*TASK:*
While reading through the material below, copy each line that holds the word "CustomRenderer".

*TASK MATERIAL:*
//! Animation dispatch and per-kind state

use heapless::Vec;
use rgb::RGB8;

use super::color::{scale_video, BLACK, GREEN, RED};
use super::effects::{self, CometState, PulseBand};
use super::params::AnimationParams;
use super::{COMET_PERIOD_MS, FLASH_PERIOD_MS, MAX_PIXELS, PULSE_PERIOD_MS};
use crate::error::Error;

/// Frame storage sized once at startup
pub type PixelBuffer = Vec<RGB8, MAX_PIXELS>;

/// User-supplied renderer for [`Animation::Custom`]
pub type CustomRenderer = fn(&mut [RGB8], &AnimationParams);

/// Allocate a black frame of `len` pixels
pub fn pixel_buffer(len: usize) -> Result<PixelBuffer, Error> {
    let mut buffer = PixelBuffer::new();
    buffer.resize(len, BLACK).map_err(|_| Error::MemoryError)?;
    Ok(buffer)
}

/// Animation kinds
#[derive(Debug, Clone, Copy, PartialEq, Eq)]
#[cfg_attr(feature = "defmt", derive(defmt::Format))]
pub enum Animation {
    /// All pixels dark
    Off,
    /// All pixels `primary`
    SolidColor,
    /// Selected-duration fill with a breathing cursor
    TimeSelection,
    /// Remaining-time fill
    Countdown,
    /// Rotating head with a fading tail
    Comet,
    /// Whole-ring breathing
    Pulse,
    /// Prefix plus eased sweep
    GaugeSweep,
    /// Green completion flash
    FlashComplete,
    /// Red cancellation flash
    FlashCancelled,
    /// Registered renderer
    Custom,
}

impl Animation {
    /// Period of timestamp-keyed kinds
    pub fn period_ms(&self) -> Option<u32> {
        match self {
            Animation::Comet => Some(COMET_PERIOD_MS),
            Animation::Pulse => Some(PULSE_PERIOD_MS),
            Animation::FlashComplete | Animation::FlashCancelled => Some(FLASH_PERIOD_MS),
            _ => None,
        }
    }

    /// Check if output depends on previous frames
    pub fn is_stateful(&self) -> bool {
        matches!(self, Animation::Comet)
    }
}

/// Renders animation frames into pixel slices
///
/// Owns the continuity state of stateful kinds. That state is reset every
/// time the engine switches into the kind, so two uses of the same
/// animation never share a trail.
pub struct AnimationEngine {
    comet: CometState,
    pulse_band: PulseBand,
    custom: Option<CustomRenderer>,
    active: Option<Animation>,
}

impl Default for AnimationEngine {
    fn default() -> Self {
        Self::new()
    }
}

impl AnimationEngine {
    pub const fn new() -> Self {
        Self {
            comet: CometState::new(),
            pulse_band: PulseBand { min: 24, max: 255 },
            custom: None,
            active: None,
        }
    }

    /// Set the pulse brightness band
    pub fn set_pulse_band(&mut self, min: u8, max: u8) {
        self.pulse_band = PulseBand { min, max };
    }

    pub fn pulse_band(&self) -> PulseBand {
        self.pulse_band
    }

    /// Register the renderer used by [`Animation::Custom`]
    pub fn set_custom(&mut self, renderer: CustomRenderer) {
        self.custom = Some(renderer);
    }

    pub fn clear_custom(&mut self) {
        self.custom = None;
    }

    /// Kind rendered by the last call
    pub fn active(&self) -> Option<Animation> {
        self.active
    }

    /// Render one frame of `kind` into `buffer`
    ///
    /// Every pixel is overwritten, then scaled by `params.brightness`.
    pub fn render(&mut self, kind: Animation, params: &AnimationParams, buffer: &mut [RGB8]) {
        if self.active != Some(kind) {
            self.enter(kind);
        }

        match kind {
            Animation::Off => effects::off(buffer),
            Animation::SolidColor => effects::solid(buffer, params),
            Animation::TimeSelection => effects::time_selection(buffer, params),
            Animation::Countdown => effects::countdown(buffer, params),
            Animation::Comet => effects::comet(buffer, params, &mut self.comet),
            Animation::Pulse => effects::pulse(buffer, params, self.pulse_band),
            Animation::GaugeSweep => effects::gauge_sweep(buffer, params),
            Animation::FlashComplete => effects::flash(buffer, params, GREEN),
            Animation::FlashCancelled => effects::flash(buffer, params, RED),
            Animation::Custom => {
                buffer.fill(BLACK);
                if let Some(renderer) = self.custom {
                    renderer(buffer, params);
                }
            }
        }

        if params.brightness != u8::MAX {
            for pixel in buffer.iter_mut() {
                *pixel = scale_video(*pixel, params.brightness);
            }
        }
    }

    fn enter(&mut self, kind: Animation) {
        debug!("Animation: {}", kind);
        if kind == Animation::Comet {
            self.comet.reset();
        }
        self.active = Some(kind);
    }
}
==
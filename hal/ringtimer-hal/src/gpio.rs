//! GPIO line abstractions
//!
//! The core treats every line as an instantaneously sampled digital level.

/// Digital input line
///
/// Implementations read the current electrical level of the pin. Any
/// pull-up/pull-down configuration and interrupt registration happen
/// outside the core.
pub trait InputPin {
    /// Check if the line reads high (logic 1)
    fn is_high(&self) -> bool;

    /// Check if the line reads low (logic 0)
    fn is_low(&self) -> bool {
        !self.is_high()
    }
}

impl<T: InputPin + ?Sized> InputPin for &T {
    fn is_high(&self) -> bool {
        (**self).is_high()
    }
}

*RESPONSE BOX:*
pub type CustomRenderer = fn(&mut [RGB8], &AnimationParams);
    custom: Option<CustomRenderer>,
    pub fn set_custom(&mut self, renderer: CustomRenderer) {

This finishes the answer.